Not All Stress Is Bad For You - How To Build Resilience

performance stress wellness Sep 28, 2021
Coach Pyry Wellness Stress Performance Coaching

 

Not all stress is bad for you. 

Frequently the word stress gets a bad rap. However, this is only half of the truth.

The reality is that stress is an integral part of life, and certain types of stressors are highly beneficial for our wellbeing and longevity.

In this blog post, you will learn what types of stress are essential for your wellness and performance and what you should avoid.

 

The Triad

Nicholas Nassim Taleb has proposed an excellent framework in his book Antifragile that illustrates how vital stress is. 

He calls the framework the Triad. The Triad is the spectrum of fragility.

On the left is Fragile. Fragile things do not tolerate stress, disorder or randomness, and they break easily. 

In the middle, there is Robust. Robust things tolerate stress, disorder and randomness well, but they do not get better with more stress. 

On the right, we have Antifragile. Antifragile things get better with stress, disorder and randomness.

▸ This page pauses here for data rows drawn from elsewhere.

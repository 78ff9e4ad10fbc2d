mod convert;
mod currencies;
mod interactive;
mod rates;
mod theme;

use std::env;
use std::path::PathBuf;
use std::process::ExitCode;
use std::sync::Arc;

use fxconv_core::theme::prefers_dark_from_colorfgbg;
use fxconv_core::{
    ApiConfig, HttpClient, JsonFilePreferenceStore, MemoryPreferenceStore, PreferenceStore,
    QueryClient, RateService, StaticHttpClient, ThemeState, TickerSource, UpholdTickerSource,
};

use crate::cli::{Cli, Command};
use crate::error::CliError;

/// Collaborators shared by every command.
pub struct Session {
    pub client: QueryClient,
    pub prefs: Box<dyn PreferenceStore>,
    pub theme: ThemeState,
}

impl Session {
    pub async fn from_cli(cli: &Cli) -> Result<Self, CliError> {
        let source = ticker_source(cli).await?;
        let client = QueryClient::new(RateService::new(source));
        let prefs = preference_store(cli);
        let theme = ThemeState::resolve(prefs.as_ref(), system_prefers_dark())?;

        Ok(Self {
            client,
            prefs,
            theme,
        })
    }
}

pub async fn run(cli: &Cli) -> Result<ExitCode, CliError> {
    let mut session = Session::from_cli(cli).await?;

    match &cli.command {
        Command::Convert(args) => convert::run(args, &session, cli).await,
        Command::Currencies => currencies::run(&session, cli).await,
        Command::Rates(args) => rates::run(args, &session, cli).await,
        Command::Theme(args) => theme::run(args, &mut session, cli),
        Command::Interactive(args) => interactive::run(args, &mut session, cli).await,
    }
}

fn api_config(cli: &Cli) -> Result<ApiConfig, CliError> {
    let mut config = match cli.mode {
        Some(mode) => {
            let config = ApiConfig::for_mode(mode);
            match env::var("FXCONV_API_BASE_URL") {
                Ok(base_url) => config.with_base_url(base_url),
                Err(_) => config,
            }
        }
        None => ApiConfig::from_env()?,
    };

    if let Some(base_url) = &cli.base_url {
        config = config.with_base_url(base_url.as_str());
    }
    Ok(config.with_timeout_ms(cli.timeout_ms))
}

async fn ticker_source(cli: &Cli) -> Result<Arc<dyn TickerSource>, CliError> {
    let config = api_config(cli)?;

    let source = match &cli.offline_fixture {
        Some(path) => {
            let body = tokio::fs::read_to_string(path).await?;
            tracing::info!(path = %path.display(), "serving tickers from fixture");
            let http_client: Arc<dyn HttpClient> = Arc::new(StaticHttpClient::json(body));
            UpholdTickerSource::with_http_client(http_client, config)
        }
        None => {
            tracing::debug!(base_url = %config.base_url, "using live ticker endpoint");
            UpholdTickerSource::new(config)
        }
    };
    Ok(Arc::new(source))
}

fn preference_store(cli: &Cli) -> Box<dyn PreferenceStore> {
    match cli.prefs.clone().or_else(default_prefs_path) {
        Some(path) => Box::new(JsonFilePreferenceStore::new(path)),
        None => Box::new(MemoryPreferenceStore::new()),
    }
}

fn default_prefs_path() -> Option<PathBuf> {
    let config_dir = env::var_os("XDG_CONFIG_HOME")
        .map(PathBuf::from)
        .or_else(|| env::var_os("HOME").map(|home| PathBuf::from(home).join(".config")))?;
    Some(config_dir.join("fxconv").join("prefs.json"))
}

fn system_prefers_dark() -> bool {
    prefers_dark_from_colorfgbg(env::var("COLORFGBG").ok().as_deref())
}
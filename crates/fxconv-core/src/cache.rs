//! In-memory TTL cache for fetched resources.

use std::collections::HashMap;
use std::fmt::{Display, Formatter};
use std::sync::Arc;
use std::time::Duration;

use tokio::time::Instant;

/// How a fetch interacts with the cache.
#[derive(Debug, Clone, Copy, PartialEq, Eq, Default)]
pub enum CacheMode {
    /// Serve a fresh entry if one exists, otherwise fetch and store.
    #[default]
    Use,
    /// Always fetch and overwrite the entry (window refocus, manual refresh).
    Refresh,
    /// Fetch without reading or writing the cache.
    Bypass,
}

/// Cache key made of a resource name and its parameters.
#[derive(Debug, Clone, PartialEq, Eq, Hash)]
pub struct CacheKey {
    pub resource: &'static str,
    pub params: Vec<String>,
}

impl CacheKey {
    pub fn new(resource: &'static str) -> Self {
        Self {
            resource,
            params: Vec::new(),
        }
    }

    pub fn with_param(mut self, param: impl Into<String>) -> Self {
        self.params.push(param.into());
        self
    }
}

impl Display for CacheKey {
    fn fmt(&self, f: &mut Formatter<'_>) -> std::fmt::Result {
        f.write_str(self.resource)?;
        for param in &self.params {
            write!(f, ":{param}")?;
        }
        Ok(())
    }
}

#[derive(Debug, Clone)]
struct CacheEntry<V> {
    value: V,
    expires_at: Instant,
}

#[derive(Debug)]
struct CacheInner<V> {
    map: HashMap<CacheKey, CacheEntry<V>>,
}

impl<V: Clone> CacheInner<V> {
    fn get(&self, key: &CacheKey) -> Option<V> {
        self.map.get(key).and_then(|entry| {
            if Instant::now() < entry.expires_at {
                Some(entry.value.clone())
            } else {
                None
            }
        })
    }

    fn put(&mut self, key: CacheKey, value: V, ttl: Duration) {
        let expires_at = Instant::now() + ttl;
        self.map.insert(key, CacheEntry { value, expires_at });
    }

    fn clear_expired(&mut self) {
        let now = Instant::now();
        self.map.retain(|_, entry| entry.expires_at > now);
    }
}

/// Thread-safe TTL cache; the TTL is supplied per write by the caller's policy.
#[derive(Debug)]
pub struct CacheStore<V> {
    inner: Arc<tokio::sync::RwLock<CacheInner<V>>>,
}

impl<V> Clone for CacheStore<V> {
    fn clone(&self) -> Self {
        Self {
            inner: Arc::clone(&self.inner),
        }
    }
}

impl<V: Clone> Default for CacheStore<V> {
    fn default() -> Self {
        Self::new()
    }
}

impl<V: Clone> CacheStore<V> {
    pub fn new() -> Self {
        Self {
            inner: Arc::new(tokio::sync::RwLock::new(CacheInner {
                map: HashMap::new(),
            })),
        }
    }

    /// Fresh value for `key`, or `None` when missing or expired.
    pub async fn get(&self, key: &CacheKey) -> Option<V> {
        self.inner.read().await.get(key)
    }

    /// Store `value` for `ttl`, purging expired entries. A zero TTL stores nothing.
    pub async fn put(&self, key: CacheKey, value: V, ttl: Duration) {
        let mut inner = self.inner.write().await;
        inner.clear_expired();
        if ttl.is_zero() {
            return;
        }
        inner.put(key, value, ttl);
    }

    pub async fn clear(&self) {
        self.inner.write().await.map.clear();
    }

    /// Number of entries, including expired ones not yet purged.
    pub async fn len(&self) -> usize {
        self.inner.read().await.map.len()
    }

    pub async fn is_empty(&self) -> bool {
        self.len().await == 0
    }
}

Beyond that, antifragile things weaken and become more fragile if they are deprived of stress. 

 

The Triad.

 

All biological organisms that have survived to this date, including you and me, are antifragile by nature. Mother Nature has chosen antifragility as her vehicle for moving forward.

 

We get better with stress.

When you go through a period of caloric restriction, your body becomes more efficient by destroying old and senile cells and replacing them with new efficient ones. 

When you lift weights, you impose stress on your muscular tissues, connective tissues, the skeleton, and the nervous system. This stress is a stimulus for the body to create adaptations in case you decide to subject yourself to the pressure of resistance training in the future.

Suppose there are enough nutrients available, and the immune system isn't preoccupied with excessive inflammation elsewhere in the body. In that case, the immune system will get to work and repair your tissues to be stronger and larger than before you lifted weights. 

In other words, our bodies evolved to get better by short-term stress followed by recovery. Stress that has a positive impact on the body is called eustress. 

So why does stress get such a bad rap then if it's such an integral part of evolution itself?

 

The Mismatch

There is a mismatch between the type and magnitude of stress that our body has evolved to thrive under and the type and volume of stress we experience in our modern world. 

What has changed?

1. Not enough eustress

Eustress is stress that has causes positive adaptations.

Most of us do not go through intense short term stress followed by long bouts of recovery. Caloric restriction, exercise and extreme temperatures, both hot and cold, are examples of stressors that activate the body's self-improvement mechanisms and are beneficial for us. 

 

Sauna use is a form of eustress.

 

Physical activity is associated with reduced stress on workdays independent of age or gender, supporting the idea that the more you stress yourself voluntarily through physical activity, the less you will be distressed involuntarily by life circumstances. (1).

2. Too much distress

Distress is stress that causes negative adaptations. 

The body doesn't know if the threat we perceive is real or imagined.

Our bodies do not differentiate between stress caused by a work deadline, someone flipping you off, a work deadline, or a lion chasing you. The body will always respond in the same way. 

The response to all these scenarios is that the fight or flight state, also known as the sympathetic state of the autonomic nervous system, will be turned on.

There is nothing wrong with activating the fight or flight state. Being in that state makes us alert and provides us with immediate energy. It only becomes a problem if the fight or flight state is turned on too often or left on without conscious control. 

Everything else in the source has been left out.